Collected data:
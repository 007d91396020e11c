//! Collection CRUD and listings

use chrono::{DateTime, Utc};
use rusqlite::{params, Connection, OptionalExtension, Row};
use serde::Deserialize;

use super::conflict_on_unique;
use crate::access::{item_is_listed, CollectionVisibility, ItemVisibility, UserId};
use crate::error::Result;
use crate::models::{Collection, CollectionId};

fn collection_from_row(row: &Row) -> rusqlite::Result<Collection> {
    Ok(Collection {
        id: CollectionId(row.get("id")?),
        name: row.get("name")?,
        description: row.get("description")?,
        owner: UserId(row.get("owner_id")?),
        visibility: row.get("visibility")?,
        created_at: row.get("created_at")?,
        updated_at: row.get("updated_at")?,
    })
}

/// Partial update; `None` leaves the column alone
#[derive(Debug, Clone, Default, Deserialize)]
pub struct CollectionPatch {
    #[serde(default)]
    pub name: Option<String>,
    #[serde(default)]
    pub description: Option<String>,
    #[serde(default)]
    pub visibility: Option<CollectionVisibility>,
}

impl CollectionPatch {
    pub fn is_empty(&self) -> bool {
        self.name.is_none() && self.description.is_none() && self.visibility.is_none()
    }
}

fn name_taken(name: &str) -> String {
    format!("you already have a collection named '{}'", name)
}

/// Insert a collection; a duplicate (name, owner) is a `Conflict`
pub fn insert_collection(conn: &Connection, collection: &Collection) -> Result<()> {
    conn.execute(
        "INSERT INTO collections (id, name, description, owner_id, visibility,
                                  created_at, updated_at)
         VALUES (?1, ?2, ?3, ?4, ?5, ?6, ?7)",
        params![
            collection.id.as_str(),
            collection.name,
            collection.description,
            collection.owner.as_str(),
            collection.visibility,
            collection.created_at,
            collection.updated_at,
        ],
    )
    .map_err(|e| conflict_on_unique(e, || name_taken(&collection.name)))?;
    Ok(())
}

pub fn get_collection(conn: &Connection, id: &CollectionId) -> Result<Option<Collection>> {
    Ok(conn
        .query_row(
            "SELECT * FROM collections WHERE id = ?",
            params![id.as_str()],
            collection_from_row,
        )
        .optional()?)
}

pub fn get_collection_by_name(
    conn: &Connection,
    owner: &UserId,
    name: &str,
) -> Result<Option<Collection>> {
    Ok(conn
        .query_row(
            "SELECT * FROM collections WHERE owner_id = ?1 AND name = ?2",
            params![owner.as_str(), name],
            collection_from_row,
        )
        .optional()?)
}

/// Apply a patch. The owner column is never written. Returns the updated row.
pub fn update_collection(
    conn: &Connection,
    id: &CollectionId,
    patch: &CollectionPatch,
    now: DateTime<Utc>,
) -> Result<Option<Collection>> {
    let changed = conn
        .execute(
            "UPDATE collections SET
                name = COALESCE(?2, name),
                description = COALESCE(?3, description),
                visibility = COALESCE(?4, visibility),
                updated_at = ?5
             WHERE id = ?1",
            params![
                id.as_str(),
                patch.name,
                patch.description,
                patch.visibility,
                now
            ],
        )
        .map_err(|e| {
            conflict_on_unique(e, || name_taken(patch.name.as_deref().unwrap_or_default()))
        })?;

    if changed == 0 {
        return Ok(None);
    }
    get_collection(conn, id)
}

/// Delete a collection with its items and shares
pub fn delete_collection(conn: &Connection, id: &CollectionId) -> Result<bool> {
    let deleted = conn.execute("DELETE FROM collections WHERE id = ?", params![id.as_str()])?;
    Ok(deleted > 0)
}

/// Collections the user owns or holds a share on, newest first
pub fn list_accessible_collections(
    conn: &Connection,
    user: &UserId,
    limit: u32,
    offset: u32,
) -> Result<Vec<Collection>> {
    // the share join matches at most one row per collection
    let mut stmt = conn.prepare(
        "SELECT c.* FROM collections c
         LEFT JOIN collection_shares s
           ON s.collection_id = c.id AND s.grantee_id = ?1
         WHERE c.owner_id = ?1 OR s.grantee_id IS NOT NULL
         ORDER BY c.created_at DESC, c.rowid DESC
         LIMIT ?2 OFFSET ?3",
    )?;
    let rows = stmt
        .query_map(params![user.as_str(), limit, offset], collection_from_row)?
        .collect::<rusqlite::Result<Vec<_>>>()?;
    Ok(rows)
}

/// Collections with exactly this visibility, newest first
pub fn list_by_visibility(
    conn: &Connection,
    visibility: CollectionVisibility,
    limit: u32,
    offset: u32,
) -> Result<Vec<Collection>> {
    let mut stmt = conn.prepare(
        "SELECT * FROM collections WHERE visibility = ?1
         ORDER BY created_at DESC, rowid DESC
         LIMIT ?2 OFFSET ?3",
    )?;
    let rows = stmt
        .query_map(params![visibility, limit, offset], collection_from_row)?
        .collect::<rusqlite::Result<Vec<_>>>()?;
    Ok(rows)
}

pub fn count_items(conn: &Connection, id: &CollectionId) -> Result<u64> {
    let n: i64 = conn.query_row(
        "SELECT COUNT(*) FROM items WHERE collection_id = ?",
        params![id.as_str()],
        |row| row.get(0),
    )?;
    Ok(n as u64)
}

pub fn count_shares(conn: &Connection, id: &CollectionId) -> Result<u64> {
    let n: i64 = conn.query_row(
        "SELECT COUNT(*) FROM collection_shares WHERE collection_id = ?",
        params![id.as_str()],
        |row| row.get(0),
    )?;
    Ok(n as u64)
}

/// Items of a collection that would show in public listings
pub fn count_listed_items(conn: &Connection, collection: &Collection) -> Result<u64> {
    let mut stmt = conn.prepare("SELECT visibility FROM items WHERE collection_id = ?")?;
    let visibilities = stmt
        .query_map(params![collection.id.as_str()], |row| {
            row.get::<_, ItemVisibility>(0)
        })?
        .collect::<rusqlite::Result<Vec<_>>>()?;

    Ok(visibilities
        .into_iter()
        .filter(|v| item_is_listed(*v, collection.visibility))
        .count() as u64)
}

■ **PROBLEM TO SOLVE**
All lines from the records above should be copied exactly.

■ **SOLVED EXERCISE**
repository 007d91396020e11c
//! Collection CRUD and listings

use chrono::{DateTime, Utc};
use rusqlite::{params, Connection, OptionalExtension, Row};
use serde::Deserialize;

use super::conflict_on_unique;
use crate::access::{item_is_listed, CollectionVisibility, ItemVisibility, UserId};
use crate::error::Result;
use crate::models::{Collection, CollectionId};

fn collection_from_row(row: &Row) -> rusqlite::Result<Collection> {
    Ok(Collection {
        id: CollectionId(row.get("id")?),
        name: row.get("name")?,
        description: row.get("description")?,
        owner: UserId(row.get("owner_id")?),
        visibility: row.get("visibility")?,
        created_at: row.get("created_at")?,
        updated_at: row.get("updated_at")?,
    })
}

/// Partial update; `None` leaves the column alone
#[derive(Debug, Clone, Default, Deserialize)]
pub struct CollectionPatch {
    #[serde(default)]
    pub name: Option<String>,
    #[serde(default)]
    pub description: Option<String>,
    #[serde(default)]
    pub visibility: Option<CollectionVisibility>,
}

impl CollectionPatch {
    pub fn is_empty(&self) -> bool {
        self.name.is_none() && self.description.is_none() && self.visibility.is_none()
    }
}

fn name_taken(name: &str) -> String {
    format!("you already have a collection named '{}'", name)
}

/// Insert a collection; a duplicate (name, owner) is a `Conflict`
pub fn insert_collection(conn: &Connection, collection: &Collection) -> Result<()> {
    conn.execute(
        "INSERT INTO collections (id, name, description, owner_id, visibility,
                                  created_at, updated_at)
         VALUES (?1, ?2, ?3, ?4, ?5, ?6, ?7)",
        params![
            collection.id.as_str(),
            collection.name,
            collection.description,
            collection.owner.as_str(),
            collection.visibility,
            collection.created_at,
            collection.updated_at,
        ],
    )
    .map_err(|e| conflict_on_unique(e, || name_taken(&collection.name)))?;
    Ok(())
}

pub fn get_collection(conn: &Connection, id: &CollectionId) -> Result<Option<Collection>> {
    Ok(conn
        .query_row(
            "SELECT * FROM collections WHERE id = ?",
            params![id.as_str()],
            collection_from_row,
        )
        .optional()?)
}

pub fn get_collection_by_name(
    conn: &Connection,
    owner: &UserId,
    name: &str,
) -> Result<Option<Collection>> {
    Ok(conn
        .query_row(
            "SELECT * FROM collections WHERE owner_id = ?1 AND name = ?2",
            params![owner.as_str(), name],
            collection_from_row,
        )
        .optional()?)
}

/// Apply a patch. The owner column is never written. Returns the updated row.
pub fn update_collection(
    conn: &Connection,
    id: &CollectionId,
    patch: &CollectionPatch,
    now: DateTime<Utc>,
) -> Result<Option<Collection>> {
    let changed = conn
        .execute(
            "UPDATE collections SET
                name = COALESCE(?2, name),
                description = COALESCE(?3, description),
                visibility = COALESCE(?4, visibility),
                updated_at = ?5
             WHERE id = ?1",
            params![
                id.as_str(),
                patch.name,
                patch.description,
                patch.visibility,
                now
            ],
        )
        .map_err(|e| {
            conflict_on_unique(e, || name_taken(patch.name.as_deref().unwrap_or_default()))
        })?;

    if changed == 0 {
        return Ok(None);
    }
    get_collection(conn, id)
}

/// Delete a collection with its items and shares
pub fn delete_collection(conn: &Connection, id: &CollectionId) -> Result<bool> {
    let deleted = conn.execute("DELETE FROM collections WHERE id = ?", params![id.as_str()])?;
    Ok(deleted > 0)
}

/// Collections the user owns or holds a share on, newest first
pub fn list_accessible_collections(
    conn: &Connection,
    user: &UserId,
    limit: u32,
    offset: u32,
) -> Result<Vec<Collection>> {
    // the share join matches at most one row per collection
    let mut stmt = conn.prepare(
        "SELECT c.* FROM collections c
         LEFT JOIN collection_shares s
           ON s.collection_id = c.id AND s.grantee_id = ?1
         WHERE c.owner_id = ?1 OR s.grantee_id IS NOT NULL
         ORDER BY c.created_at DESC, c.rowid DESC
         LIMIT ?2 OFFSET ?3",
    )?;
    let rows = stmt
        .query_map(params![user.as_str(), limit, offset], collection_from_row)?
        .collect::<rusqlite::Result<Vec<_>>>()?;
    Ok(rows)
}

/// Collections with exactly this visibility, newest first
pub fn list_by_visibility(
    conn: &Connection,
    visibility: CollectionVisibility,
    limit: u32,
    offset: u32,
) -> Result<Vec<Collection>> {
    let mut stmt = conn.prepare(
        "SELECT * FROM collections WHERE visibility = ?1
         ORDER BY created_at DESC, rowid DESC
         LIMIT ?2 OFFSET ?3",
    )?;
    let rows = stmt
        .query_map(params![visibility, limit, offset], collection_from_row)?
        .collect::<rusqlite::Result<Vec<_>>>()?;
    Ok(rows)
}

pub fn count_items(conn: &Connection, id: &CollectionId) -> Result<u64> {
    let n: i64 = conn.query_row(
        "SELECT COUNT(*) FROM items WHERE collection_id = ?",
        params![id.as_str()],
        |row| row.get(0),
    )?;
    Ok(n as u64)
}

pub fn count_shares(conn: &Connection, id: &CollectionId) -> Result<u64> {
    let n: i64 = conn.query_row(
        "SELECT COUNT(*) FROM collection_shares WHERE collection_id = ?",
        params![id.as_str()],
        |row| row.get(0),
    )?;
    Ok(n as u64)
}

/// Items of a collection that would show in public listings
pub fn count_listed_items(conn: &Connection, collection: &Collection) -> Result<u64> {
    let mut stmt = conn.prepare("SELECT visibility FROM items WHERE collection_id = ?")?;
    let visibilities = stmt
        .query_map(params![collection.id.as_str()], |row| {
            row.get::<_, ItemVisibility>(0)
        })?
        .collect::<rusqlite::Result<Vec<_>>>()?;

    Ok(visibilities
        .into_iter()
        .filter(|v| item_is_listed(*v, collection.visibility))
        .count() as u64)
}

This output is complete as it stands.